Another thought: The main thing I find exciting about model editing is when it is surgical - it's easy to use gradient descent to find ways to intervene on a model, while breaking performance everywhere else. But if you can really localise where a concept is represented in the model and apply it there, that feels really exciting to me! Thus I find this work notably more exciting (because it edits a single latent variable) than ROME/MEMIT (which apply gradient descent)
Did they try running unCLIP on an image of a room with an unlit lamp, assuming the model had a CLIP encoder?
That might have gotten a prompt that worked.

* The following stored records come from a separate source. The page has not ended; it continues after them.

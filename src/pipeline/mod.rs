//! Deferred rendering pipeline
//!
//! One frame runs these scene traversals in a fixed order:
//! 1. Shadow - depth of every cascade from the sun
//! 2. SSIPG - half resolution capture, then compute generation of grass instances
//! 3. Geometry - diffuse and normal into the G-buffer, then the grass blades
//! 4. Local lights - stencil tested light volumes added to the bright target
//! 5. Global lights - sun and ambient on ground pixels, sky color on sky pixels
//! 6. Screen - tonemap (or debug view) to the swapchain

pub mod deferred;
pub mod fullscreen;
pub mod model;
pub mod pass;
pub mod shaders;
pub mod ssipg;
pub mod targets;

pub use deferred::{DebugShowFlags, DeferredRenderer, FrameStats};
pub use fullscreen::FullscreenQuad;
pub use model::{LoadContext, Model, ModelHandle, PassLayouts};
pub use pass::{
    DrawUniforms, LightingParams, Pass, PassCamera, PassMask, PassState, PassType, ShadowBinding,
    StencilMode, CASCADE_COUNT, GROUND_STENCIL, SKY_STENCIL,
};
pub use ssipg::{clamp_instance_count, SsipgTargets, SSIPG_COUNTER_LABEL};
pub use targets::{GBuffer, RenderTarget, ShadowCascades, ShadowTargets};
//! Texture data and upload

use crate::backend::*;
use image::{DynamicImage, GenericImageView};

/// CPU side texture, RGBA8
#[derive(Debug, Clone, PartialEq)]
pub struct TextureData {
    pub width: u32,
    pub height: u32,
    pub format: TextureFormat,
    pub data: Vec<u8>,
    pub name: String,
}

impl TextureData {
    /// Decode an encoded image (PNG, JPEG, ...) from memory
    pub fn from_bytes(bytes: &[u8], name: &str) -> Result<Self, image::ImageError> {
        let img = image::load_from_memory(bytes)?;
        Ok(Self::from_image(img, name))
    }

    fn from_image(img: DynamicImage, name: &str) -> Self {
        let (width, height) = img.dimensions();
        Self {
            width,
            height,
            format: TextureFormat::Rgba8UnormSrgb,
            data: img.to_rgba8().into_raw(),
            name: name.to_string(),
        }
    }

    /// Create a solid color texture
    pub fn solid_color(color: [u8; 4], name: &str) -> Self {
        Self {
            width: 1,
            height: 1,
            format: TextureFormat::Rgba8UnormSrgb,
            data: color.to_vec(),
            name: name.to_string(),
        }
    }

    pub fn white() -> Self {
        Self::solid_color([255, 255, 255, 255], "white")
    }

    /// Create a checkerboard texture with 8 pixel squares
    pub fn checkerboard(size: u32, color1: [u8; 4], color2: [u8; 4]) -> Self {
        let mut data = Vec::with_capacity((size * size * 4) as usize);

        for y in 0..size {
            for x in 0..size {
                let is_even = ((x / 8) + (y / 8)) % 2 == 0;
                let color = if is_even { color1 } else { color2 };
                data.extend_from_slice(&color);
            }
        }

        Self {
            width: size,
            height: size,
            format: TextureFormat::Rgba8UnormSrgb,
            data,
            name: "checkerboard".to_string(),
        }
    }
}

/// Uploaded texture with its view
#[derive(Debug, Clone, Copy, PartialEq, Eq)]
pub struct GpuTexture {
    pub handle: TextureHandle,
    pub view: TextureViewHandle,
    pub width: u32,
    pub height: u32,
}

impl GpuTexture {
    /// Create and upload texture to GPU
    pub fn create(backend: &mut dyn GraphicsBackend, data: &TextureData) -> BackendResult<Self> {
        let handle = backend.create_texture(&TextureDescriptor {
            label: Some(data.name.clone()),
            width: data.width,
            height: data.height,
            format: data.format,
            usage: TextureUsage::TEXTURE_BINDING | TextureUsage::COPY_DST,
        })?;

        let view = match backend.create_texture_view(handle) {
            Ok(view) => view,
            Err(e) => {
                backend.destroy_texture(handle);
                return Err(e);
            }
        };
        backend.write_texture(handle, &data.data, data.width, data.height);

        Ok(Self {
            handle,
            view,
            width: data.width,
            height: data.height,
        })
    }

    pub fn destroy(self, backend: &mut dyn GraphicsBackend) {
        backend.destroy_texture_view(self.view);
        backend.destroy_texture(self.handle);
    }
}

#[cfg(test)]
mod tests {
    use super::*;

    #[test]
    fn checkerboard_alternates_every_eight_pixels() {
        let black = [0, 0, 0, 255];
        let white = [255, 255, 255, 255];
        let texture = TextureData::checkerboard(16, white, black);
        assert_eq!(texture.data.len(), 16 * 16 * 4);

        let pixel = |x: usize, y: usize| &texture.data[(y * 16 + x) * 4..(y * 16 + x) * 4 + 4];
        assert_eq!(pixel(0, 0), white);
        assert_eq!(pixel(8, 0), black);
        assert_eq!(pixel(8, 8), white);
    }

    #[test]
    fn decodes_png_from_memory() {
        let mut png = Vec::new();
        let img = image::RgbaImage::from_pixel(2, 3, image::Rgba([10, 20, 30, 255]));
        DynamicImage::ImageRgba8(img)
            .write_to(&mut std::io::Cursor::new(&mut png), image::ImageOutputFormat::Png)
            .unwrap();

        let texture = TextureData::from_bytes(&png, "tiny").unwrap();
        assert_eq!((texture.width, texture.height), (2, 3));
        assert_eq!(&texture.data[..4], &[10, 20, 30, 255]);
        assert!(TextureData::from_bytes(b"not an image", "junk").is_err());
    }

    #[test]
    fn upload_creates_texture_and_view() {
        let mut backend = HeadlessBackend::new(8, 8);
        let gpu = GpuTexture::create(&mut backend, &TextureData::white()).unwrap();
        assert!(backend.texture_by_label("white").is_some());
        gpu.destroy(&mut backend);
        assert_eq!(backend.live_object_count(), 0);
    }
}
//! Point light drawn as a stencil-tested sphere volume

use std::sync::Arc;

use glam::{Mat4, Quat, Vec3, Vec4};
use parking_lot::Mutex;

use crate::backend::*;
use crate::pipeline::{
    shaders, LoadContext, Model, Pass, PassMask, PassState, PassType, GROUND_STENCIL,
};
use crate::resources::{Geometry, GeometryBuffers, ResourceManager};

#[derive(Debug, Default)]
struct LightState {
    loaded: bool,
    buffers: Option<GeometryBuffers>,
    mark: Option<RenderPipelineHandle>,
    shade: Option<RenderPipelineHandle>,
}

/// Omni light with a finite radius.
///
/// Each draw is two sub-draws over the same sphere: the first counts the
/// volume faces lying behind the G-buffer surface into the stencil, the
/// second shades where that count is non-zero and resets it, so
/// overlapping lights never leak into each other.
pub struct PointLightModel {
    name: String,
    color: Vec3,
    intensity: f32,
    radius: f32,
    volume: Arc<Geometry>,
    state: Mutex<LightState>,
}

impl PointLightModel {
    pub fn new(name: &str, resources: &ResourceManager, color: Vec3, intensity: f32, radius: f32) -> Self {
        Self {
            name: name.to_string(),
            color,
            intensity,
            radius: radius.max(0.0),
            volume: resources.find_geometry("sphere"),
            state: Mutex::new(LightState::default()),
        }
    }

    pub fn color(&self) -> Vec3 {
        self.color
    }

    pub fn intensity(&self) -> f32 {
        self.intensity
    }

    pub fn radius(&self) -> f32 {
        self.radius
    }

    /// Light center and world-space radius for a node's world matrix
    pub fn placement(&self, world: &Mat4) -> (Vec3, f32) {
        let (scale, _, center) = world.to_scale_rotation_translation();
        (center, self.radius * scale.abs().max_element())
    }

    /// Matrix placing the unit-diameter sphere around the light
    pub fn volume_matrix(center: Vec3, radius: f32) -> Mat4 {
        Mat4::from_scale_rotation_translation(Vec3::splat(2.0 * radius), Quat::IDENTITY, center)
    }
}

impl Model for PointLightModel {
    fn name(&self) -> &str {
        &self.name
    }

    fn passes(&self) -> PassMask {
        PassMask::of(PassType::LocalLights)
    }

    fn load(&self, ctx: &mut LoadContext<'_>) -> BackendResult<()> {
        let mut state = self.state.lock();
        if state.loaded {
            return Ok(());
        }
        state.buffers = Some(self.volume.upload(&mut *ctx.backend)?);

        let program = ctx.resources.find_shader_program(shaders::POINT_LIGHT);
        let bind_group_layouts = vec![ctx.layouts.uniforms, ctx.layouts.gbuffer];
        state.mark = Some(ctx.create_pipeline(
            &format!("{} Mark", self.name),
            &program.source,
            &PassState::light_volume_mark(),
            vec![program.descriptor.vertex_layout()],
            bind_group_layouts.clone(),
            PolygonMode::Fill,
        )?);
        state.shade = Some(ctx.create_pipeline(
            &format!("{} Shade", self.name),
            &program.source,
            &PassType::LocalLights.state(),
            vec![program.descriptor.vertex_layout()],
            bind_group_layouts,
            PolygonMode::Fill,
        )?);
        state.loaded = true;
        Ok(())
    }

    fn unload(&self, backend: &mut dyn GraphicsBackend) {
        let state = std::mem::take(&mut *self.state.lock());
        for pipeline in [state.mark, state.shade].into_iter().flatten() {
            backend.destroy_render_pipeline(pipeline);
        }
    }

    fn is_loaded(&self) -> bool {
        self.state.lock().loaded
    }

    fn render(&self, pass: &Pass, world: &Mat4, backend: &mut dyn GraphicsBackend) {
        let state = self.state.lock();
        let (Some(mark), Some(shade), Some(buffers)) = (state.mark, state.shade, state.buffers) else {
            return;
        };
        let Some(gbuffer) = pass.gbuffer else {
            log::trace!("Point light '{}' skipped: no G-buffer inputs", self.name);
            return;
        };
        let (center, radius) = self.placement(world);
        if radius <= 0.0 || self.intensity <= 0.0 {
            return;
        }

        let uniforms = pass
            .draw_uniforms(&Self::volume_matrix(center, radius))
            .with_params([
                center.extend(radius),
                self.color.extend(self.intensity),
                Vec4::ZERO,
                Vec4::ZERO,
            ]);
        backend.set_stencil_reference(GROUND_STENCIL);

        backend.set_render_pipeline(mark);
        backend.set_uniforms(0, uniforms.as_bytes());
        backend.set_bind_group(1, gbuffer);
        buffers.draw(backend);

        backend.set_render_pipeline(shade);
        buffers.draw(backend);
    }
}

#[cfg(test)]
mod tests {
    use super::*;
    use crate::pipeline::{PassCamera, PassLayouts, StencilMode, CASCADE_COUNT};
    use crate::scene::Camera;

    fn load(backend: &mut HeadlessBackend, model: &PointLightModel, resources: &ResourceManager) {
        let layouts = PassLayouts {
            uniforms: backend.uniform_layout(),
            material: backend.create_bind_group_layout(&[]).unwrap(),
            gbuffer: backend.create_bind_group_layout(&[]).unwrap(),
            shadow_maps: backend.create_bind_group_layout(&[]).unwrap(),
            swapchain_format: backend.swapchain_format(),
        };
        model
            .load(&mut LoadContext {
                backend,
                layouts: &layouts,
                resources,
            })
            .unwrap();
    }

    #[test]
    fn placement_follows_world_translation_and_scale() {
        let resources = ResourceManager::new();
        let light = PointLightModel::new("lamp", &resources, Vec3::ONE, 2.0, 3.0);
        let world = Mat4::from_scale_rotation_translation(
            Vec3::new(1.0, 2.0, 1.0),
            Quat::IDENTITY,
            Vec3::new(4.0, 5.0, 6.0),
        );
        let (center, radius) = light.placement(&world);
        assert!(center.abs_diff_eq(Vec3::new(4.0, 5.0, 6.0), 1e-5));
        assert!((radius - 6.0).abs() < 1e-5);

        // The unit-diameter sphere reaches exactly the radius
        let edge = PointLightModel::volume_matrix(center, radius).transform_point3(Vec3::new(0.5, 0.0, 0.0));
        assert!(((edge - center).length() - radius).abs() < 1e-4);
    }

    #[test]
    fn renders_mark_then_shade() {
        let mut backend = HeadlessBackend::new(64, 64);
        let resources = ResourceManager::new();
        let light = PointLightModel::new("lamp", &resources, Vec3::ONE, 1.0, 2.0);
        load(&mut backend, &light, &resources);

        let camera = PassCamera::from_camera(&Camera::default(), [1.0; CASCADE_COUNT]);
        let pass = Pass {
            gbuffer: Some(BindGroupHandle(999)),
            ..Pass::new(PassType::LocalLights, camera, 64, 64)
        };
        backend.begin_render_pass(&RenderPassDescriptor {
            label: Some("lights".into()),
            color_attachments: vec![],
            depth_stencil_attachment: None,
        });
        light.render(&pass, &Mat4::IDENTITY, &mut backend);
        backend.end_render_pass();

        let pipelines: Vec<RenderPipelineHandle> = backend
            .commands_in_pass("lights")
            .into_iter()
            .filter_map(|cmd| match cmd {
                RecordedCommand::SetRenderPipeline(p) => Some(*p),
                _ => None,
            })
            .collect();
        assert_eq!(pipelines.len(), 2);
        let stencil = |p| {
            backend
                .render_pipeline(p)
                .unwrap()
                .depth_stencil
                .clone()
                .unwrap()
                .stencil
        };
        assert_eq!(stencil(pipelines[0]), StencilMode::VolumeMark.stencil_state());
        assert_eq!(stencil(pipelines[1]), StencilMode::VolumeShade.stencil_state());

        let draws = backend
            .commands_in_pass("lights")
            .into_iter()
            .filter(|cmd| matches!(cmd, RecordedCommand::DrawIndexed { .. }))
            .count();
        assert_eq!(draws, 2);
    }

    #[test]
    fn nothing_is_drawn_without_gbuffer_inputs() {
        let mut backend = HeadlessBackend::new(64, 64);
        let resources = ResourceManager::new();
        let light = PointLightModel::new("lamp", &resources, Vec3::ONE, 1.0, 2.0);
        load(&mut backend, &light, &resources);

        let camera = PassCamera::from_camera(&Camera::default(), [1.0; CASCADE_COUNT]);
        let pass = Pass::new(PassType::LocalLights, camera, 64, 64);
        backend.begin_render_pass(&RenderPassDescriptor {
            label: Some("lights".into()),
            color_attachments: vec![],
            depth_stencil_attachment: None,
        });
        light.render(&pass, &Mat4::IDENTITY, &mut backend);
        backend.end_render_pass();
        assert!(backend.commands_in_pass("lights").is_empty());
    }
}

This post advertises an illustrative example of model editing that David Bau is fond of, and which I think should be better known. As a reminder, David Bau is a professor at Northeastern; the vibe of his work is "interpretability + interventions on model internals"; examples include the well-known ROME, MEMIT, and Othello papers.

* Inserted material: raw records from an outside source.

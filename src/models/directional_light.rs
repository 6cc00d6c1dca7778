//! Sun light over the whole screen

use glam::{Mat4, Vec3, Vec4};
use parking_lot::Mutex;

use crate::backend::*;
use crate::pipeline::{shaders, LoadContext, Model, Pass, PassMask, PassType, GROUND_STENCIL};

/// Directional light shading every ground pixel.
///
/// The direction comes from the frame's lighting parameters; the model adds
/// color, cascaded shadow lookup and, with SSAO on, the occluded ambient term.
pub struct DirectionalLightModel {
    name: String,
    color: Vec3,
    intensity: f32,
    pipeline: Mutex<Option<RenderPipelineHandle>>,
}

impl DirectionalLightModel {
    pub fn new(name: &str, color: Vec3, intensity: f32) -> Self {
        Self {
            name: name.to_string(),
            color,
            intensity,
            pipeline: Mutex::new(None),
        }
    }

    /// Uniform parameters: light direction, color, ambient
    pub fn params(&self, pass: &Pass) -> [Vec4; 4] {
        [
            pass.lighting.sun_direction.extend(0.0),
            (self.color * self.intensity).extend(1.0),
            pass.lighting.ambient.extend(1.0),
            Vec4::ZERO,
        ]
    }
}

impl Model for DirectionalLightModel {
    fn name(&self) -> &str {
        &self.name
    }

    fn passes(&self) -> PassMask {
        PassMask::of(PassType::GlobalLights)
    }

    fn load(&self, ctx: &mut LoadContext<'_>) -> BackendResult<()> {
        let mut pipeline = self.pipeline.lock();
        if pipeline.is_some() {
            return Ok(());
        }
        let program = ctx.resources.find_shader_program(shaders::SUN);
        let layouts = vec![ctx.layouts.uniforms, ctx.layouts.gbuffer, ctx.layouts.shadow_maps];
        *pipeline = Some(ctx.create_pipeline(
            &self.name,
            &program.source,
            &PassType::GlobalLights.state(),
            vec![QuadVertex::layout()],
            layouts,
            PolygonMode::Fill,
        )?);
        Ok(())
    }

    fn unload(&self, backend: &mut dyn GraphicsBackend) {
        if let Some(pipeline) = self.pipeline.lock().take() {
            backend.destroy_render_pipeline(pipeline);
        }
    }

    fn is_loaded(&self) -> bool {
        self.pipeline.lock().is_some()
    }

    fn render(&self, pass: &Pass, _world: &Mat4, backend: &mut dyn GraphicsBackend) {
        let Some(pipeline) = *self.pipeline.lock() else {
            return;
        };
        let (Some(quad), Some(gbuffer), Some(shadows)) = (pass.quad, pass.gbuffer, pass.shadows) else {
            log::trace!("Directional light '{}' skipped: pass inputs missing", self.name);
            return;
        };

        backend.set_render_pipeline(pipeline);
        backend.set_stencil_reference(GROUND_STENCIL);
        backend.set_uniforms(
            0,
            pass.draw_uniforms(&Mat4::IDENTITY)
                .with_params(self.params(pass))
                .as_bytes(),
        );
        backend.set_bind_group(1, gbuffer);
        backend.set_bind_group(2, shadows.bind_group);
        quad.draw(backend);
    }
}

#[cfg(test)]
mod tests {
    use super::*;
    use crate::pipeline::{FullscreenQuad, PassCamera, PassLayouts, ShadowBinding, CASCADE_COUNT};
    use crate::resources::ResourceManager;
    use crate::scene::Camera;

    fn loaded_sun(backend: &mut HeadlessBackend) -> DirectionalLightModel {
        let resources = ResourceManager::new();
        let layouts = PassLayouts {
            uniforms: backend.uniform_layout(),
            material: backend.create_bind_group_layout(&[]).unwrap(),
            gbuffer: backend.create_bind_group_layout(&[]).unwrap(),
            shadow_maps: backend.create_bind_group_layout(&[]).unwrap(),
            swapchain_format: backend.swapchain_format(),
        };
        let sun = DirectionalLightModel::new("sun", Vec3::new(1.0, 0.9, 0.8), 2.0);
        sun.load(&mut LoadContext {
            backend,
            layouts: &layouts,
            resources: &resources,
        })
        .unwrap();
        sun
    }

    fn global_pass(backend: &mut HeadlessBackend) -> Pass {
        let camera = PassCamera::from_camera(&Camera::default(), [1.0; CASCADE_COUNT]);
        Pass {
            quad: Some(FullscreenQuad::create(backend).unwrap()),
            gbuffer: Some(BindGroupHandle(900)),
            shadows: Some(ShadowBinding {
                bind_group: BindGroupHandle(901),
                view_projections: [Mat4::IDENTITY; CASCADE_COUNT],
            }),
            ..Pass::new(PassType::GlobalLights, camera, 64, 64)
        }
    }

    #[test]
    fn pipeline_uses_three_groups() {
        let mut backend = HeadlessBackend::new(64, 64);
        let sun = loaded_sun(&mut backend);
        let pipeline = sun.pipeline.lock().unwrap();
        assert_eq!(backend.render_pipeline(pipeline).unwrap().bind_group_layouts.len(), 3);
    }

    #[test]
    fn draws_one_quad_with_both_inputs_bound() {
        let mut backend = HeadlessBackend::new(64, 64);
        let sun = loaded_sun(&mut backend);
        let pass = global_pass(&mut backend);
        backend.begin_render_pass(&RenderPassDescriptor {
            label: Some("global".into()),
            color_attachments: vec![],
            depth_stencil_attachment: None,
        });
        sun.render(&pass, &Mat4::IDENTITY, &mut backend);
        backend.end_render_pass();

        let commands = backend.commands_in_pass("global");
        let groups: Vec<u32> = commands
            .iter()
            .filter_map(|cmd| match cmd {
                RecordedCommand::SetBindGroup { index, .. } => Some(*index),
                _ => None,
            })
            .collect();
        assert_eq!(groups, vec![1, 2]);
        assert!(commands
            .iter()
            .any(|cmd| matches!(cmd, RecordedCommand::SetStencilReference(GROUND_STENCIL))));
        assert_eq!(
            commands
                .iter()
                .filter(|cmd| matches!(cmd, RecordedCommand::DrawIndexed { .. }))
                .count(),
            1
        );
    }

    #[test]
    fn params_carry_direction_color_and_ambient() {
        let mut backend = HeadlessBackend::new(64, 64);
        let sun = DirectionalLightModel::new("sun", Vec3::new(1.0, 0.5, 0.25), 2.0);
        let pass = global_pass(&mut backend);
        let params = sun.params(&pass);
        assert_eq!(params[0].truncate(), pass.lighting.sun_direction);
        assert_eq!(params[1], Vec4::new(2.0, 1.0, 0.5, 1.0));
        assert_eq!(params[2].truncate(), pass.lighting.ambient);
    }

    #[test]
    fn missing_shadow_inputs_skip_the_draw() {
        let mut backend = HeadlessBackend::new(64, 64);
        let sun = loaded_sun(&mut backend);
        let pass = Pass {
            shadows: None,
            ..global_pass(&mut backend)
        };
        backend.begin_render_pass(&RenderPassDescriptor {
            label: Some("global".into()),
            color_attachments: vec![],
            depth_stencil_attachment: None,
        });
        sun.render(&pass, &Mat4::IDENTITY, &mut backend);
        backend.end_render_pass();
        assert!(backend.commands_in_pass("global").is_empty());
    }
}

Consider the problem of getting a generative image model to produce an image of a bedroom containing unlit lamps (i.e. lamps which are turned off). Doesn't sound particularly interesting. Let's try the obvious prompts on DALL-E-2.
Doesn't work great: my first three attempts only got one borderline hit, at the expense of turning the entire bedroom dark (which isn't really what I had in mind).

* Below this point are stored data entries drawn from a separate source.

impl PassCamera {
    pub fn from_camera(camera: &Camera, cascade_far: [f32; CASCADE_COUNT]) -> Self {
        let view = camera.view_matrix();
        let projection = camera.projection_matrix();
        let view_projection = projection * view;
        Self {
            view,
            projection,
            view_projection,
            inverse_view_projection: view_projection.inverse(),
            location: camera.location(),
            direction: camera.direction(),
            near: camera.near(),
            far: camera.far(),
            cascade_far,
        }
    }

    /// Camera of an orthographic light-space render
    pub fn from_matrices(view: Mat4, projection: Mat4, near: f32, far: f32) -> Self {
        let view_projection = projection * view;
        let inverse_view = view.inverse();
        Self {
            view,
            projection,
            view_projection,
            inverse_view_projection: view_projection.inverse(),
            location: inverse_view.w_axis.truncate(),
            direction: (-inverse_view.z_axis.truncate()).normalize_or_zero(),
            near,
            far,
            cascade_far: [far; CASCADE_COUNT],
        }
    }
}

/// Lighting switches and colors shared by every pass of a frame
#[derive(Debug, Clone, Copy, PartialEq)]
pub struct LightingParams {
    /// Direction the sunlight travels
    pub sun_direction: Vec3,
    pub ambient: Vec3,
    pub sky_color: Vec3,
    pub ssao_enabled: bool,
    pub shadows_enabled: bool,
}

/// Shadow data visible to global lights
#[derive(Debug, Clone, Copy, PartialEq)]
pub struct ShadowBinding {
    pub bind_group: BindGroupHandle,
    pub view_projections: [Mat4; CASCADE_COUNT],
}

/// Read-only description of one scene traversal.
///
/// Built fresh for each traversal and shared by every model visited in it.
#[derive(Debug, Clone)]
pub struct Pass {
    pub pass_type: PassType,
    pub camera: PassCamera,
    pub width: u32,
    pub height: u32,
    /// Cascade being rendered, only set for shadow passes
    pub cascade: Option<usize>,
    pub lighting: LightingParams,
    pub wireframe: bool,
    pub quad: Option<FullscreenQuad>,
    /// Diffuse + normal inputs, set for light passes
    pub gbuffer: Option<BindGroupHandle>,
    /// Cascade maps and matrices, set for global lights
    pub shadows: Option<ShadowBinding>,
}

As David Bau tells things, even after putting further effort into engineering an appropriate prompt, they weren't able to get what they wanted: a normal picture of a bedroom with lamps which are not turned on. (Apparently the captions for images containing unlit lamps don't often mention the lamps.)
Despite not being able to get what they wanted with prompt engineering, they were able to get what they wanted via interpretability + model editing. Namely, they took a GAN which was trained to produce images of bedrooms, and then:
The result is shown below.
I like this example because it provides a template in a very toy setting for how model editing could be useful for alignment. The basic structure of this situation is:
This example also showcases some key weaknesses of this technique, which would need to be addressed for model editing to become a viable alignment strategy:
Overall, I'm not super bullish on the usefulness of model editing for alignment. But I do think it's intriguing, and it seems to have been useful in at least one case (though not necessarily one which is very analogous to x-risky cases of misalignment). Overall, I think that work like this is a risky bet, with the advantage that some of its failure modes might differ from the failure modes of other alignment techniques.
[Thanks to Xander Davies and Oam Patel for discussion.]
That is, I find it very likely that DALL-E-2 "can" produce images of bedrooms with unlit lamps, for whatever reasonable interpretation you'd like of what that "can" means.
The general vibe here is "the effectiveness of model editing scales with our ability to generate accurate interpretability hypotheses, whereas the effectiveness of finetuning scales with something different." In more detail:
* Finetuning relies on being able to effectively evaluate outputs, whereas model editing might not. For example, suppose that we would like to get a language model to write good economics papers. Finetuning for human evaluations of economics papers could jointly optimize for papers which are more true as well as more persuasive. On the other hand, if our interpretability were good enough to separate out the mechanisms for writing truly vs. writing persuasively, then we could hope to make a model edit which results in more true but not more persuasive papers output.
* Finetuning might require large datasets, whereas model editing might not. Again in the economics paper writing example, finetuning a model to write good economics papers might require a large number of evaluations. On the other hand, we might be able to generate accurate interpretability hypotheses using only a small number of dataset examples (and possibly no dataset examples at all).
* Model editing might transfer better out-of-distribution. If the interpretability hypothesis on which we base a model edit is good, then the model edit ought to have the predicted effect on a broad distribution of inputs. On the other hand, fine-tuning only guarantees that we get the desired behavior on the fine-tuning distribution.